■ WHAT YOU HAVE TO DO:
Answer with a bare number: the count of lines in the records below that have the word "PreviousMonth".
-------------------------
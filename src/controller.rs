//! The picker's interaction state machine.
//!
//! A [`CalendarController`] owns the view month, the selection and the
//! open/closed status of one picker. Hosts feed it one [`Event`] at a time;
//! each call runs to completion before the next event is accepted, and the
//! returned [`Response`] says what the host must do (refocus the field, show
//! or hide the grid). Committed selections are also pushed to the
//! `on_change` callback, exactly once per selection.

use std::cell::RefCell;
use std::fmt;
use std::rc::Rc;

use tracing::{debug, trace, warn};

use crate::view::{GridInputs, field_view, grid_view, header_view};
use crate::{
    CalendarDate, ConfigError, LocaleProfile, Month, PickerConfig, PickerView, ViewMonth, Year,
};

/// Whether the grid is showing.
#[derive(Debug, Clone, Copy, PartialEq, Eq, Hash, Default)]
pub enum PickerState {
    #[default]
    Closed,
    Open,
}

/// Keys the picker reacts to. Everything else is [`Key::Other`].
#[derive(Debug, Clone, Copy, PartialEq, Eq, Hash)]
pub enum Key {
    Escape,
    Enter,
    Space,
    Tab { shift: bool },
    Other,
}

/// Where a pointer press landed.
#[derive(Debug, Clone, Copy, PartialEq, Eq, Hash)]
pub enum PointerTarget {
    Field,
    Grid,
    Outside,
}

/// One discrete input to the controller.
#[derive(Debug, Clone, Copy, PartialEq, Eq, Hash)]
pub enum Event {
    /// The field gained focus or was otherwise asked to open.
    FieldActivated,
    /// A key pressed while the field has focus.
    FieldKey(Key),
    /// A day cell was clicked.
    DayClicked(CalendarDate),
    /// A key pressed while a day cell has focus.
    DayKey(CalendarDate, Key),
    PreviousMonth,
    NextMonth,
    MonthSelected(Month),
    YearSelected(Year),
    /// A pointer press anywhere in the document.
    PointerDown(PointerTarget),
    /// The host pushed a new value (or cleared it).
    ValueChanged(Option<CalendarDate>),
}

/// What happened in response to one event.
#[derive(Debug, Clone, Copy, PartialEq, Eq, Hash)]
pub struct Response {
    pub before:      PickerState,
    pub after:       PickerState,
    /// The day committed by this event, if any.
    pub committed:   Option<CalendarDate>,
    /// The host should move focus back to the text field.
    pub focus_field: bool,
    /// `false` when the event did not apply in the current state.
    pub handled:     bool,
}

impl Response {
    const fn ignored(state: PickerState) -> Self {
        Self {
            before:      state,
            after:       state,
            committed:   None,
            focus_field: false,
            handled:     false,
        }
    }

    const fn handled(before: PickerState, after: PickerState) -> Self {
        Self {
            before,
            after,
            committed: None,
            focus_field: false,
            handled: true,
        }
    }

    pub fn state_changed(&self) -> bool {
        self.before != self.after
    }
}

/// Global pointer subscription provided by the host.
///
/// The controller attaches exactly while it is open and detaches as soon as
/// it closes or is dropped, so attach/detach calls always alternate.
///
/// The host is shared through a `RefCell`: it must not hold its own borrow
/// while dispatching events to the controller. If it does, the controller
/// skips the attach or detach call and logs a warning instead of panicking.
pub trait OutsidePointerHost {
    fn attach_outside_pointer(&mut self);
    fn detach_outside_pointer(&mut self);
}

/// RAII guard for the outside-pointer subscription.
#[must_use = "dropping this guard detaches the outside-pointer listener"]
struct OutsidePointerListener {
    host: Rc<RefCell<dyn OutsidePointerHost>>,
}

impl OutsidePointerListener {
    fn acquire(host: &Rc<RefCell<dyn OutsidePointerHost>>) -> Option<Self> {
        let Ok(mut borrowed) = host.try_borrow_mut() else {
            warn!("outside-pointer host already borrowed, listener not attached");
            return None;
        };
        borrowed.attach_outside_pointer();
        Some(Self {
            host: Rc::clone(host),
        })
    }
}

impl Drop for OutsidePointerListener {
    fn drop(&mut self) {
        match self.host.try_borrow_mut() {
            Ok(mut host) => host.detach_outside_pointer(),
            Err(_) => warn!("outside-pointer host already borrowed, listener not detached"),
        }
    }
}

enum Status {
    Closed,
    Open { _listener: Option<OutsidePointerListener> },
}

type ChangeCallback = Box<dyn FnMut(Option<CalendarDate>)>;

pub struct CalendarController {
    config:       PickerConfig,
    profile:      &'static LocaleProfile,
    view:         ViewMonth,
    selected:     Option<CalendarDate>,
    status:       Status,
    pointer_host: Option<Rc<RefCell<dyn OutsidePointerHost>>>,
    on_change:    Option<ChangeCallback>,
}

impl fmt::Debug for CalendarController {
    fn fmt(&self, f: &mut fmt::Formatter<'_>) -> fmt::Result {
        f.debug_struct("CalendarController")
            .field("locale", &self.profile.code)
            .field("view", &self.view)
            .field("selected", &self.selected)
            .field("state", &self.state())
            .finish_non_exhaustive()
    }
}

impl CalendarController {
    /// Creates a closed controller for `value`, viewing the value's month
    /// (or the current month when there is no value).
    ///
    /// # Errors
    /// Returns `ConfigError::InvertedBounds` if the configuration's bounds
    /// are crossed.
    pub fn new(config: PickerConfig, value: Option<CalendarDate>) -> Result<Self, ConfigError> {
        Self::with_today(config, value, CalendarDate::today())
    }

    /// Like [`CalendarController::new`], with an explicit current date used
    /// for the initial view month when `value` is `None`.
    ///
    /// # Errors
    /// Returns `ConfigError::InvertedBounds` if the configuration's bounds
    /// are crossed.
    pub fn with_today(
        config: PickerConfig,
        value: Option<CalendarDate>,
        today: CalendarDate,
    ) -> Result<Self, ConfigError> {
        config.validate()?;
        let profile = config.profile();
        let mut controller = Self {
            config,
            profile,
            view: ViewMonth::containing(today),
            selected: None,
            status: Status::Closed,
            pointer_host: None,
            on_change: None,
        };
        controller.sync_value(value);
        Ok(controller)
    }

    /// Registers the host callback that receives committed selections.
    pub fn on_change(mut self, callback: impl FnMut(Option<CalendarDate>) + 'static) -> Self {
        self.on_change = Some(Box::new(callback));
        self
    }

    /// Registers the host's outside-pointer subscription.
    pub fn with_pointer_host(mut self, host: Rc<RefCell<dyn OutsidePointerHost>>) -> Self {
        self.pointer_host = Some(host);
        self
    }

    pub const fn state(&self) -> PickerState {
        match self.status {
            Status::Closed => PickerState::Closed,
            Status::Open { .. } => PickerState::Open,
        }
    }

    pub const fn is_open(&self) -> bool {
        matches!(self.status, Status::Open { .. })
    }

    pub const fn view_month(&self) -> ViewMonth {
        self.view
    }

    pub const fn selected(&self) -> Option<CalendarDate> {
        self.selected
    }

    pub const fn profile(&self) -> &'static LocaleProfile {
        self.profile
    }

    pub const fn config(&self) -> &PickerConfig {
        &self.config
    }

    /// Applies one event and reports the outcome.
    pub fn handle(&mut self, event: Event) -> Response {
        let before = self.state();
        let response = match event {
            Event::FieldActivated => self.open(),
            Event::FieldKey(key) => self.field_key(key),
            Event::DayClicked(day) => self.commit(day),
            Event::DayKey(day, Key::Enter | Key::Space) => self.commit(day),
            Event::DayKey(_, Key::Escape) => self.dismiss(true),
            Event::DayKey(_, _) => Response::ignored(before),
            Event::PreviousMonth => self.navigate(self.view.prev()),
            Event::NextMonth => self.navigate(self.view.next()),
            Event::MonthSelected(month) => self.navigate(self.view.with_month(month)),
            Event::YearSelected(year) => self.navigate(self.view.with_year(year)),
            Event::PointerDown(PointerTarget::Outside) => self.dismiss(false),
            Event::PointerDown(_) => Response::ignored(before),
            Event::ValueChanged(value) => {
                self.sync_value(value);
                Response::handled(before, before)
            },
        };

        if !response.handled {
            trace!(?event, state = ?before, "event ignored");
        }
        response
    }

    /// Changes the locale; unknown codes use the default profile.
    pub fn set_locale(&mut self, code: &str) {
        self.config.locale = code.to_owned();
        self.profile = self.config.profile();
        debug!(locale = self.profile.code, "locale changed");
    }

    /// Replaces the selectable bounds. A selection outside the new bounds
    /// is cleared.
    ///
    /// # Errors
    /// Returns `ConfigError::InvertedBounds` and leaves the bounds unchanged
    /// if `min > max`.
    pub fn set_bounds(
        &mut self,
        min: Option<CalendarDate>,
        max: Option<CalendarDate>,
    ) -> Result<(), ConfigError> {
        let candidate = PickerConfig {
            min_date: min,
            max_date: max,
            ..PickerConfig::default()
        };
        candidate.validate()?;
        self.config.min_date = min;
        self.config.max_date = max;

        if let Some(selected) = self.selected
            && !self.config.bounds().allows(selected)
        {
            warn!(%selected, "selection outside new bounds cleared");
            self.selected = None;
        }
        Ok(())
    }

    /// Enables or disables the picker. Disabling closes an open grid.
    pub fn set_disabled(&mut self, disabled: bool) -> Response {
        let before = self.state();
        self.config.disabled = disabled;
        if disabled && self.is_open() {
            self.close();
        }
        Response::handled(before, self.state())
    }

    /// Render snapshot using the system clock for "today".
    pub fn render(&self) -> PickerView {
        self.render_at(CalendarDate::today())
    }

    /// Render snapshot with an explicit current date.
    pub fn render_at(&self, today: CalendarDate) -> PickerView {
        let open = self.is_open();
        let field = field_view(&self.config, self.profile, self.selected, open);
        if !open {
            return PickerView {
                field,
                header: None,
                grid: None,
            };
        }

        let inputs = GridInputs {
            view: self.view,
            profile: self.profile,
            selected: self.selected,
            today,
            disabled: self.config.disabled,
            bounds: self.config.bounds(),
        };
        PickerView {
            field,
            header: Some(header_view(self.view, self.profile)),
            grid: Some(grid_view(&inputs)),
        }
    }

    fn field_key(&mut self, key: Key) -> Response {
        match key {
            Key::Escape => self.dismiss(true),
            Key::Enter | Key::Space if !self.is_open() => self.open(),
            // Tab moves focus into the grid without closing it.
            _ => Response::ignored(self.state()),
        }
    }

    fn open(&mut self) -> Response {
        let before = self.state();
        if self.is_open() || self.config.disabled {
            return Response::ignored(before);
        }
        let listener = self
            .pointer_host
            .as_ref()
            .and_then(OutsidePointerListener::acquire);
        self.status = Status::Open {
            _listener: listener,
        };
        debug!(view = %self.view, "picker opened");
        Response::handled(before, self.state())
    }

    fn close(&mut self) {
        // Dropping the open status releases the outside-pointer listener.
        self.status = Status::Closed;
        debug!("picker closed");
    }

    fn dismiss(&mut self, focus_field: bool) -> Response {
        let before = self.state();
        if !self.is_open() {
            return Response::ignored(before);
        }
        self.close();
        Response {
            focus_field,
            ..Response::handled(before, self.state())
        }
    }

    fn navigate(&mut self, target: ViewMonth) -> Response {
        let before = self.state();
        if !self.is_open() {
            return Response::ignored(before);
        }
        debug!(from = %self.view, to = %target, "view month changed");
        self.view = target;
        Response::handled(before, before)
    }

    fn commit(&mut self, day: CalendarDate) -> Response {
        let before = self.state();
        if !self.is_open() || self.config.disabled || !self.config.bounds().allows(day) {
            return Response::ignored(before);
        }

        self.selected = Some(day);
        self.view = ViewMonth::containing(day);
        self.close();
        debug!(%day, "date committed");
        if let Some(callback) = self.on_change.as_mut() {
            callback(Some(day));
        }

        Response {
            committed: Some(day),
            ..Response::handled(before, self.state())
        }
    }

    fn sync_value(&mut self, value: Option<CalendarDate>) {
        let Some(date) = value else {
            self.selected = None;
            return;
        };
        self.view = ViewMonth::containing(date);
        if self.config.bounds().allows(date) {
            self.selected = Some(date);
        } else {
            warn!(%date, "external value outside bounds ignored");
            self.selected = None;
        }
    }
}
-------------------------
■ YOUR RESPONSE:
2